─── RECORDED DATA

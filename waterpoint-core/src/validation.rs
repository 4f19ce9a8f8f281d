//! Input checks run by callers before they reach the store.
//!
//! The store accepts whatever it is given. Front ends turn raw user input into
//! domain values here, so a blank name or a zero price never gets persisted.

use chrono::{DateTime, Utc};
use thiserror::Error;

use crate::{Location, NewReport, ReportKind, WaterPoint, WaterPointId, WaterPointStatus};

/// Lowest accepted rating.
pub const MIN_RATING: u8 = 1;
/// Highest accepted rating.
pub const MAX_RATING: u8 = 5;

/// Reasons user input is rejected.
#[derive(Debug, Clone, Error, PartialEq)]
pub enum ValidationError {
    /// A required text field was empty or whitespace.
    #[error("{field} is required")]
    MissingField {
        /// Name of the empty field.
        field: &'static str,
    },
    /// The price was not a positive whole number.
    #[error("price {value:?} is not a positive whole number")]
    InvalidPrice {
        /// The rejected input.
        value: String,
    },
    /// No location was available for a new water point.
    #[error("a location is required")]
    MissingLocation,
    /// Coordinates fell outside the WGS84 ranges.
    #[error("coordinates ({latitude}, {longitude}) are out of range")]
    InvalidCoordinate {
        /// Rejected latitude.
        latitude: f64,
        /// Rejected longitude.
        longitude: f64,
    },
    /// A rating fell outside `1..=5`.
    #[error("rating {value} is outside 1..=5")]
    RatingOutOfRange {
        /// The rejected rating.
        value: u8,
    },
}

/// Trim `value` and reject it if nothing is left.
pub fn require_text(field: &'static str, value: &str) -> Result<String, ValidationError> {
    let trimmed = value.trim();
    if trimmed.is_empty() {
        return Err(ValidationError::MissingField { field });
    }
    Ok(trimmed.to_owned())
}

/// Parse a price typed by a user.
///
/// # Examples
/// ```
/// use waterpoint_core::validation::parse_price;
///
/// assert_eq!(parse_price(" 25 "), Ok(25));
/// assert!(parse_price("0").is_err());
/// assert!(parse_price("cheap").is_err());
/// ```
pub fn parse_price(value: &str) -> Result<u32, ValidationError> {
    match value.trim().parse::<u32>() {
        Ok(price) if price > 0 => Ok(price),
        _ => Err(ValidationError::InvalidPrice {
            value: value.to_owned(),
        }),
    }
}

/// Accept a rating only if it lies in `1..=5`.
pub const fn validate_rating(value: u8) -> Result<u8, ValidationError> {
    if value < MIN_RATING || value > MAX_RATING {
        return Err(ValidationError::RatingOutOfRange { value });
    }
    Ok(value)
}

/// Build a report from user input, requiring a description.
pub fn validate_report(kind: ReportKind, description: &str) -> Result<NewReport, ValidationError> {
    Ok(NewReport {
        kind,
        description: require_text("description", description)?,
    })
}

/// Raw input for a new water point, as a form would collect it.
#[derive(Debug, Clone, Default, PartialEq)]
pub struct WaterPointDraft {
    /// Display name.
    pub name: String,
    /// Neighbourhood label.
    pub district: String,
    /// Price as typed.
    pub price: String,
    /// Initial status.
    pub status: WaterPointStatus,
    /// Position, if one could be determined.
    pub location: Option<Location>,
}

impl WaterPointDraft {
    /// Check the draft and mint a new, unrated water point.
    ///
    /// Fields are checked in form order: name, district, price, location.
    pub fn validate(self, now: DateTime<Utc>) -> Result<WaterPoint, ValidationError> {
        let name = require_text("name", &self.name)?;
        let district = require_text("district", &self.district)?;
        require_text("price", &self.price)?;
        let price = parse_price(&self.price)?;
        let location = self.location.ok_or(ValidationError::MissingLocation)?;
        Ok(WaterPoint::new(
            WaterPointId::generate(),
            name,
            district,
            price,
            self.status,
            location,
            now,
        ))
    }
}
//! Time sources for the store.
//!
//! The store stamps `last_update` and report dates itself, so it takes the
//! current time from a [`Clock`] rather than reading the system time directly.

use std::cell::Cell;

use chrono::{DateTime, SubsecRound, TimeDelta, Utc};

/// Supplies the current time.
pub trait Clock {
    /// The current instant, truncated to whole milliseconds.
    fn now(&self) -> DateTime<Utc>;
}

impl<T: Clock + ?Sized> Clock for &T {
    fn now(&self) -> DateTime<Utc> {
        (**self).now()
    }
}

/// Wall-clock time.
#[derive(Debug, Default, Clone, Copy)]
pub struct SystemClock;

impl Clock for SystemClock {
    fn now(&self) -> DateTime<Utc> {
        // Persisted timestamps carry milliseconds; truncating here keeps a
        // record equal to itself after a save/load cycle.
        Utc::now().trunc_subsecs(3)
    }
}

/// A clock that only moves when told to.
///
/// Instants handed to it are truncated to whole milliseconds, like
/// [`SystemClock`].
///
/// # Examples
/// ```
/// use chrono::{TimeDelta, TimeZone, Utc};
/// use waterpoint_core::{Clock, FixedClock};
///
/// let start = Utc.with_ymd_and_hms(2025, 12, 1, 8, 0, 0).unwrap();
/// let clock = FixedClock::new(start);
/// clock.advance(TimeDelta::hours(2));
/// assert_eq!(clock.now(), start + TimeDelta::hours(2));
/// ```
#[derive(Debug, Clone)]
pub struct FixedClock {
    now: Cell<DateTime<Utc>>,
}

impl FixedClock {
    /// Start the clock at `now`.
    #[must_use]
    pub fn new(now: DateTime<Utc>) -> Self {
        Self {
            now: Cell::new(now.trunc_subsecs(3)),
        }
    }

    /// Jump to `now`.
    pub fn set(&self, now: DateTime<Utc>) {
        self.now.set(now.trunc_subsecs(3));
    }

    /// Move forward by `delta`.
    pub fn advance(&self, delta: TimeDelta) {
        self.now.set((self.now.get() + delta).trunc_subsecs(3));
    }
}

impl Clock for FixedClock {
    fn now(&self) -> DateTime<Utc> {
        self.now.get()
    }
}
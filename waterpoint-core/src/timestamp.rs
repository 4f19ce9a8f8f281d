//! Serde adapter for record timestamps.
//!
//! Timestamps are stored as RFC 3339 UTC strings with millisecond precision,
//! e.g. `2025-12-01T14:10:00.000Z`. Any RFC 3339 offset is accepted on load.

use chrono::{DateTime, SecondsFormat, Utc};
use serde::{Deserialize, Deserializer, Serializer};

/// Render a timestamp the way it is persisted.
///
/// # Examples
/// ```
/// use chrono::{TimeZone, Utc};
/// use waterpoint_core::format_iso;
///
/// let at = Utc.with_ymd_and_hms(2025, 12, 1, 14, 10, 0).unwrap();
/// assert_eq!(format_iso(&at), "2025-12-01T14:10:00.000Z");
/// ```
#[must_use]
pub fn format_iso(value: &DateTime<Utc>) -> String {
    value.to_rfc3339_opts(SecondsFormat::Millis, true)
}

pub(crate) fn serialize<S>(value: &DateTime<Utc>, serializer: S) -> Result<S::Ok, S::Error>
where
    S: Serializer,
{
    serializer.serialize_str(&format_iso(value))
}

pub(crate) fn deserialize<'de, D>(deserializer: D) -> Result<DateTime<Utc>, D::Error>
where
    D: Deserializer<'de>,
{
    let raw = String::deserialize(deserializer)?;
    DateTime::parse_from_rfc3339(&raw)
        .map(|parsed| parsed.with_timezone(&Utc))
        .map_err(serde::de::Error::custom)
}
//! Fixtures shared by unit, doc and behaviour tests.

use chrono::{DateTime, TimeZone, Utc};

use crate::{Location, Report, ReportKind, WaterPoint, WaterPointId, WaterPointStatus};

/// The instant every fixture is created at: 2025-12-01 14:10:00 UTC.
#[must_use]
pub fn sample_time() -> DateTime<Utc> {
    Utc.with_ymd_and_hms(2025, 12, 1, 14, 10, 0)
        .single()
        .unwrap_or(DateTime::<Utc>::UNIX_EPOCH)
}

/// A functional, unrated water point named "Pump 1" at the given position.
#[must_use]
pub fn sample_point_at(id: &str, latitude: f64, longitude: f64) -> WaterPoint {
    WaterPoint::new(
        WaterPointId::from(id),
        "Pump 1",
        "Gounghin",
        25,
        WaterPointStatus::Functional,
        Location::new(latitude, longitude),
        sample_time(),
    )
}

/// [`sample_point_at`] in central Ouagadougou.
#[must_use]
pub fn sample_point(id: &str) -> WaterPoint {
    sample_point_at(id, 12.3, -1.5)
}

/// An outage report with the given description.
#[must_use]
pub fn sample_report(description: &str, date: DateTime<Utc>) -> Report {
    Report {
        kind: ReportKind::Outage,
        description: description.to_owned(),
        date,
    }
}
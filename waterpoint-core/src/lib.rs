//! Core domain types for the water point registry.
//!
//! A [`WaterPoint`] describes one physical water source: where it is, what a
//! container of water costs there, whether it works, and what people have said
//! about it. The [`store::WaterPointStore`] persists the whole collection as a
//! single blob and implements every mutation as a read-modify-write over it.
//!
//! Everything else in this crate is pure: distance and formatting helpers, list
//! filters, input validation for callers, and map deep links.

#![forbid(unsafe_code)]

pub mod browse;
pub mod clock;
pub mod distance;
#[cfg(feature = "serde")]
mod finite;
pub mod format;
pub mod location;
pub mod map_link;
mod point;
mod report;
#[cfg(feature = "serde")]
pub mod store;
pub mod test_support;
#[cfg(feature = "serde")]
mod timestamp;
pub mod validation;

pub use browse::{ParseFilterError, PointFilter, apply_filter, is_near, recent_reports};
pub use clock::{Clock, FixedClock, SystemClock};
pub use distance::{EARTH_RADIUS_KM, format_distance, haversine_distance};
pub use format::{
    format_relative_date, format_relative_date_str, rating_stars, status_color, status_label,
};
pub use location::{FixedLocation, LocationError, LocationProvider, NoLocation, locate_or_none};
pub use map_link::{MapLink, ParsePlatformError, Platform};
pub use point::{
    Location, ParseStatusError, WaterPoint, WaterPointId, WaterPointPatch, WaterPointStatus,
    mean_rating,
};
pub use report::{NewReport, Report, ReportKind};
#[cfg(feature = "serde")]
pub use store::{MemoryStorage, STORAGE_KEY, Storage, StorageError, StoreError, WaterPointStore};
#[cfg(feature = "store-file")]
pub use store::FileStorage;
#[cfg(feature = "serde")]
pub use timestamp::format_iso;
pub use validation::ValidationError;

──────

*WHAT YOU NEED TO DO*
Filter the data above, keeping only lines that include the string "positive".

*ANSWER BELOW*
    /// The price was not a positive whole number.
    #[error("price {value:?} is not a positive whole number")]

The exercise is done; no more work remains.